Segment Open

//! `run`: executes a whole report job in-process.

use std::path::{Path, PathBuf};
use std::time::Duration;

use anyhow::Context;
use circrep_core::AppConfig;
use circrep_engine::{
    default_exporters, download_name, CircuitOutcome, EngineConfig, JobEngine, JobSnapshot,
    JobStatus,
};
use circrep_telemetry::SoapTelemetryClient;

const POLL_INTERVAL: Duration = Duration::from_millis(250);

/// Submits `input` to an in-process engine, streams its progress, and copies
/// the archive into `output` under its download name.
///
/// Ctrl-C requests cancellation; the job stops before its next circuit.
///
/// # Errors
///
/// Returns an error if the spreadsheet cannot be read, the telemetry client
/// cannot be built, the job fails or is canceled, or the archive cannot be
/// copied.
pub(crate) async fn run_report_job(
    config: &AppConfig,
    input: &Path,
    output: &Path,
) -> anyhow::Result<()> {
    let bytes = tokio::fs::read(input)
        .await
        .with_context(|| format!("failed to read {}", input.display()))?;
    let file_name = input
        .file_name()
        .map(|n| n.to_string_lossy().into_owned())
        .unwrap_or_default();

    let client = SoapTelemetryClient::new(config)?;
    let engine = JobEngine::new(
        client,
        EngineConfig::from(config),
        default_exporters(config.report_font_path.as_deref()),
    );

    let id = engine.submit(bytes, file_name);
    tracing::info!(job_id = %id, input = %input.display(), "report job started");

    let snapshot = loop {
        for line in engine.drain_logs(id).unwrap_or_default() {
            println!("{line}");
        }
        let snapshot = engine
            .status(id)
            .ok_or_else(|| anyhow::anyhow!("job {id} disappeared"))?;
        if snapshot.completed {
            break snapshot;
        }
        tokio::select! {
            result = tokio::signal::ctrl_c() => {
                result.context("failed to listen for ctrl-c")?;
                println!("cancelling after the current circuit...");
                engine.cancel(id);
            }
            () = tokio::time::sleep(POLL_INTERVAL) => {}
        }
    };
    for line in engine.drain_logs(id).unwrap_or_default() {
        println!("{line}");
    }

    print_outcomes(&snapshot.outcomes);
    println!("{}", summary_line(&snapshot));

    match snapshot.status {
        JobStatus::Completed => {
            let archive = engine
                .archive_path(id)
                .ok_or_else(|| anyhow::anyhow!("job {id} completed without an archive"))?;
            let dest = copy_archive(&archive, output).await?;
            println!("archive written to {}", dest.display());
            Ok(())
        }
        JobStatus::Canceled => anyhow::bail!("job {id} was canceled"),
        _ => anyhow::bail!(
            "job {id} failed: {}",
            snapshot.error.as_deref().unwrap_or("unknown error")
        ),
    }
}

async fn copy_archive(archive: &Path, output: &Path) -> anyhow::Result<PathBuf> {
    tokio::fs::create_dir_all(output)
        .await
        .with_context(|| format!("failed to create {}", output.display()))?;
    let dest = output.join(download_name(archive));
    tokio::fs::copy(archive, &dest)
        .await
        .with_context(|| format!("failed to copy archive to {}", dest.display()))?;
    if let Err(e) = tokio::fs::remove_file(archive).await {
        tracing::warn!(archive = %archive.display(), error = %e, "failed to remove staged archive");
    }
    Ok(dest)
}

fn print_outcomes(outcomes: &[CircuitOutcome]) {
    if outcomes.is_empty() {
        return;
    }
    println!(
        "{:<6}{:<12}{:<14}{:<5}{:<5}NODE NAME / ERROR",
        "ROW", "NODE", "INTERFACE", "CSV", "PDF"
    );
    for outcome in outcomes {
        println!("{}", outcome_line(outcome));
    }
}

fn outcome_line(outcome: &CircuitOutcome) -> String {
    let mark = |ok: bool| if ok { "ok" } else { "-" };
    let detail = outcome.error.as_deref().unwrap_or(&outcome.node_name);
    format!(
        "{:<6}{:<12}{:<14}{:<5}{:<5}{}",
        outcome.row_number,
        outcome.node_id,
        outcome.interface_id,
        mark(outcome.csv_success),
        mark(outcome.pdf_success),
        detail
    )
}

fn summary_line(snapshot: &JobSnapshot) -> String {
    let failed = snapshot
        .outcomes
        .iter()
        .filter(|o| o.error.is_some())
        .count();
    let total = if snapshot.total < 0 {
        "?".to_string()
    } else {
        snapshot.total.to_string()
    };
    format!(
        "job {}: {} ({}/{} processed, {} with errors)",
        snapshot.job_id, snapshot.status, snapshot.processed, total, failed
    )
}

Segment Closed

__Task goal__
The entire listing above should be returned exactly as written.

__Result of this exercise__
//! `run`: executes a whole report job in-process.

use std::path::{Path, PathBuf};
use std::time::Duration;

use anyhow::Context;
use circrep_core::AppConfig;
use circrep_engine::{
    default_exporters, download_name, CircuitOutcome, EngineConfig, JobEngine, JobSnapshot,
    JobStatus,
};
use circrep_telemetry::SoapTelemetryClient;

const POLL_INTERVAL: Duration = Duration::from_millis(250);

/// Submits `input` to an in-process engine, streams its progress, and copies
/// the archive into `output` under its download name.
///
/// Ctrl-C requests cancellation; the job stops before its next circuit.
///
/// # Errors
///
/// Returns an error if the spreadsheet cannot be read, the telemetry client
/// cannot be built, the job fails or is canceled, or the archive cannot be
/// copied.
pub(crate) async fn run_report_job(
    config: &AppConfig,
    input: &Path,
    output: &Path,
) -> anyhow::Result<()> {
    let bytes = tokio::fs::read(input)
        .await
        .with_context(|| format!("failed to read {}", input.display()))?;
    let file_name = input
        .file_name()
        .map(|n| n.to_string_lossy().into_owned())
        .unwrap_or_default();

    let client = SoapTelemetryClient::new(config)?;
    let engine = JobEngine::new(
        client,
        EngineConfig::from(config),
        default_exporters(config.report_font_path.as_deref()),
    );

    let id = engine.submit(bytes, file_name);
    tracing::info!(job_id = %id, input = %input.display(), "report job started");

    let snapshot = loop {
        for line in engine.drain_logs(id).unwrap_or_default() {
            println!("{line}");
        }
        let snapshot = engine
            .status(id)
            .ok_or_else(|| anyhow::anyhow!("job {id} disappeared"))?;
        if snapshot.completed {
            break snapshot;
        }
        tokio::select! {
            result = tokio::signal::ctrl_c() => {
                result.context("failed to listen for ctrl-c")?;
                println!("cancelling after the current circuit...");
                engine.cancel(id);
            }
            () = tokio::time::sleep(POLL_INTERVAL) => {}
        }
    };
    for line in engine.drain_logs(id).unwrap_or_default() {
        println!("{line}");
    }

    print_outcomes(&snapshot.outcomes);
    println!("{}", summary_line(&snapshot));

    match snapshot.status {
        JobStatus::Completed => {
            let archive = engine
                .archive_path(id)
                .ok_or_else(|| anyhow::anyhow!("job {id} completed without an archive"))?;
            let dest = copy_archive(&archive, output).await?;
            println!("archive written to {}", dest.display());
            Ok(())
        }
        JobStatus::Canceled => anyhow::bail!("job {id} was canceled"),
        _ => anyhow::bail!(
            "job {id} failed: {}",
            snapshot.error.as_deref().unwrap_or("unknown error")
        ),
    }
}

async fn copy_archive(archive: &Path, output: &Path) -> anyhow::Result<PathBuf> {
    tokio::fs::create_dir_all(output)
        .await
        .with_context(|| format!("failed to create {}", output.display()))?;
    let dest = output.join(download_name(archive));
    tokio::fs::copy(archive, &dest)
        .await
        .with_context(|| format!("failed to copy archive to {}", dest.display()))?;
    if let Err(e) = tokio::fs::remove_file(archive).await {
        tracing::warn!(archive = %archive.display(), error = %e, "failed to remove staged archive");
    }
    Ok(dest)
}

fn print_outcomes(outcomes: &[CircuitOutcome]) {
    if outcomes.is_empty() {
        return;
    }
    println!(
        "{:<6}{:<12}{:<14}{:<5}{:<5}NODE NAME / ERROR",
        "ROW", "NODE", "INTERFACE", "CSV", "PDF"
    );
    for outcome in outcomes {
        println!("{}", outcome_line(outcome));
    }
}

fn outcome_line(outcome: &CircuitOutcome) -> String {
    let mark = |ok: bool| if ok { "ok" } else { "-" };
    let detail = outcome.error.as_deref().unwrap_or(&outcome.node_name);
    format!(
        "{:<6}{:<12}{:<14}{:<5}{:<5}{}",
        outcome.row_number,
        outcome.node_id,
        outcome.interface_id,
        mark(outcome.csv_success),
        mark(outcome.pdf_success),
        detail
    )
}

fn summary_line(snapshot: &JobSnapshot) -> String {
    let failed = snapshot
        .outcomes
        .iter()
        .filter(|o| o.error.is_some())
        .count();
    let total = if snapshot.total < 0 {
        "?".to_string()
    } else {
        snapshot.total.to_string()
    };
    format!(
        "job {}: {} ({}/{} processed, {} with errors)",
        snapshot.job_id, snapshot.status, snapshot.processed, total, failed
    )
}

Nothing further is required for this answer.